Exercise materials.
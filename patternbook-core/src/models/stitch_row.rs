//! Stitch row payloads
//!
//! A stitch row is one line of crochet instructions inside a construction
//! part (`element_id`). The wire name `stich_sequence` is kept as the
//! public API spells it.

use serde::Deserialize;

use super::validation::{Checker, ValidationError};

/// Create payload for a stitch row.
#[derive(Debug, Clone, Deserialize)]
#[serde(deny_unknown_fields)]
pub struct NewStitchRow {
    pub amigurumi_id: i64,
    pub element_id: i64,
    pub number_row: i64,
    pub colour_id: i64,
    pub stich_sequence: String,
    pub observation: String,
}

impl NewStitchRow {
    pub fn validate(&self) -> Result<(), ValidationError> {
        let mut check = Checker::new();
        check.positive("amigurumi_id", self.amigurumi_id);
        check.positive("element_id", self.element_id);
        check.positive("number_row", self.number_row);
        check.non_empty("stich_sequence", &self.stich_sequence);
        check.finish()
    }
}

/// Partial update for a stitch row.
#[derive(Debug, Clone, Default, Deserialize)]
pub struct StitchRowUpdate {
    pub element_id: Option<i64>,
    pub number_row: Option<i64>,
    pub colour_id: Option<i64>,
    pub stich_sequence: Option<String>,
    pub observation: Option<String>,
}

impl StitchRowUpdate {
    pub fn validate(&self) -> Result<(), ValidationError> {
        let mut check = Checker::new();
        if let Some(element_id) = self.element_id {
            check.positive("element_id", element_id);
        }
        if let Some(number_row) = self.number_row {
            check.positive("number_row", number_row);
        }
        if let Some(seq) = &self.stich_sequence {
            check.non_empty("stich_sequence", seq);
        }
        check.finish()
    }
}

#[cfg(test)]
mod tests {
    use super::*;

    #[test]
    fn valid_row() {
        let row = NewStitchRow {
            amigurumi_id: 1,
            element_id: 1,
            number_row: 1,
            colour_id: 2,
            stich_sequence: "6sc".into(),
            observation: "ring".into(),
        };
        assert!(row.validate().is_ok());
    }

    #[test]
    fn rejects_zero_row_number() {
        let row = NewStitchRow {
            amigurumi_id: 1,
            element_id: 1,
            number_row: 0,
            colour_id: 2,
            stich_sequence: "6sc".into(),
            observation: String::new(),
        };
        let err = row.validate().unwrap_err();
        assert_eq!(err.errors[0].loc, vec!["body", "number_row"]);
    }
}
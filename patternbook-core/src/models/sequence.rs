//! Sequence element payloads
//!
//! A sequence element is one named construction part of a pattern ("head",
//! "arm") with its position in the build order and how many copies to make.

use serde::Deserialize;

use super::validation::{Checker, ValidationError};

/// Create payload for a sequence element.
#[derive(Debug, Clone, Deserialize)]
#[serde(deny_unknown_fields)]
pub struct NewSequenceElement {
    pub amigurumi_id: i64,
    pub element_order: i64,
    pub element_name: String,
    pub repetition: i64,
}

impl NewSequenceElement {
    pub fn validate(&self) -> Result<(), ValidationError> {
        let mut check = Checker::new();
        check.positive("amigurumi_id", self.amigurumi_id);
        check.positive("element_order", self.element_order);
        check.non_empty("element_name", &self.element_name);
        check.positive("repetition", self.repetition);
        check.finish()
    }
}

/// Partial update for a sequence element.
#[derive(Debug, Clone, Default, Deserialize)]
pub struct SequenceElementUpdate {
    pub element_order: Option<i64>,
    pub element_name: Option<String>,
    pub repetition: Option<i64>,
}

impl SequenceElementUpdate {
    pub fn validate(&self) -> Result<(), ValidationError> {
        let mut check = Checker::new();
        if let Some(order) = self.element_order {
            check.positive("element_order", order);
        }
        if let Some(name) = &self.element_name {
            check.non_empty("element_name", name);
        }
        if let Some(repetition) = self.repetition {
            check.positive("repetition", repetition);
        }
        check.finish()
    }
}

#[cfg(test)]
mod tests {
    use super::*;

    #[test]
    fn valid_element() {
        let e = NewSequenceElement {
            amigurumi_id: 1,
            element_order: 1,
            element_name: "Head".into(),
            repetition: 1,
        };
        assert!(e.validate().is_ok());
    }

    #[test]
    fn rejects_zero_repetition() {
        let e = NewSequenceElement {
            amigurumi_id: 1,
            element_order: 1,
            element_name: "Arm".into(),
            repetition: 0,
        };
        assert!(e.validate().is_err());
    }
}
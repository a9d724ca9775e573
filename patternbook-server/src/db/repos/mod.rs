//! Repository implementations for database access
//!
//! Each repository follows these patterns:
//! - One repository per catalog table, borrowing the pool
//! - Partial updates are read-overlay-write inside a transaction
//! - Multi-step invariants (single primary image) stay in one transaction

pub mod images;
pub mod materials;
pub mod patterns;
pub mod sequence;
pub mod stitch_rows;

pub use images::{ImageRecord, ImageRepo};
pub use materials::{MaterialRecord, MaterialRepo};
pub use patterns::{PatternRecord, PatternRepo};
pub use sequence::{SequenceElementRecord, SequenceRepo};
pub use stitch_rows::{StitchRowRecord, StitchRowRepo, StitchbookEntry};

/// Database error type
#[derive(Debug, thiserror::Error)]
pub enum DbError {
    #[error("database error: {0}")]
    Sqlx(#[from] sqlx::Error),

    #[error("not found: {resource} {id}")]
    NotFound { resource: &'static str, id: i64 },
}

/// Check that a pattern row exists. Works on a pool or an open transaction.
pub(crate) async fn pattern_exists<'e, E>(executor: E, amigurumi_id: i64) -> Result<bool, sqlx::Error>
where
    E: sqlx::Executor<'e, Database = sqlx::Sqlite>,
{
    let exists: (bool,) =
        sqlx::query_as("SELECT EXISTS(SELECT 1 FROM foundation_list WHERE amigurumi_id = ?)")
            .bind(amigurumi_id)
            .fetch_one(executor)
            .await?;
    Ok(exists.0)
}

About this exercise. For the word "into", count the lines of the data that contain it and give only the count.

Answer to this exercise. 5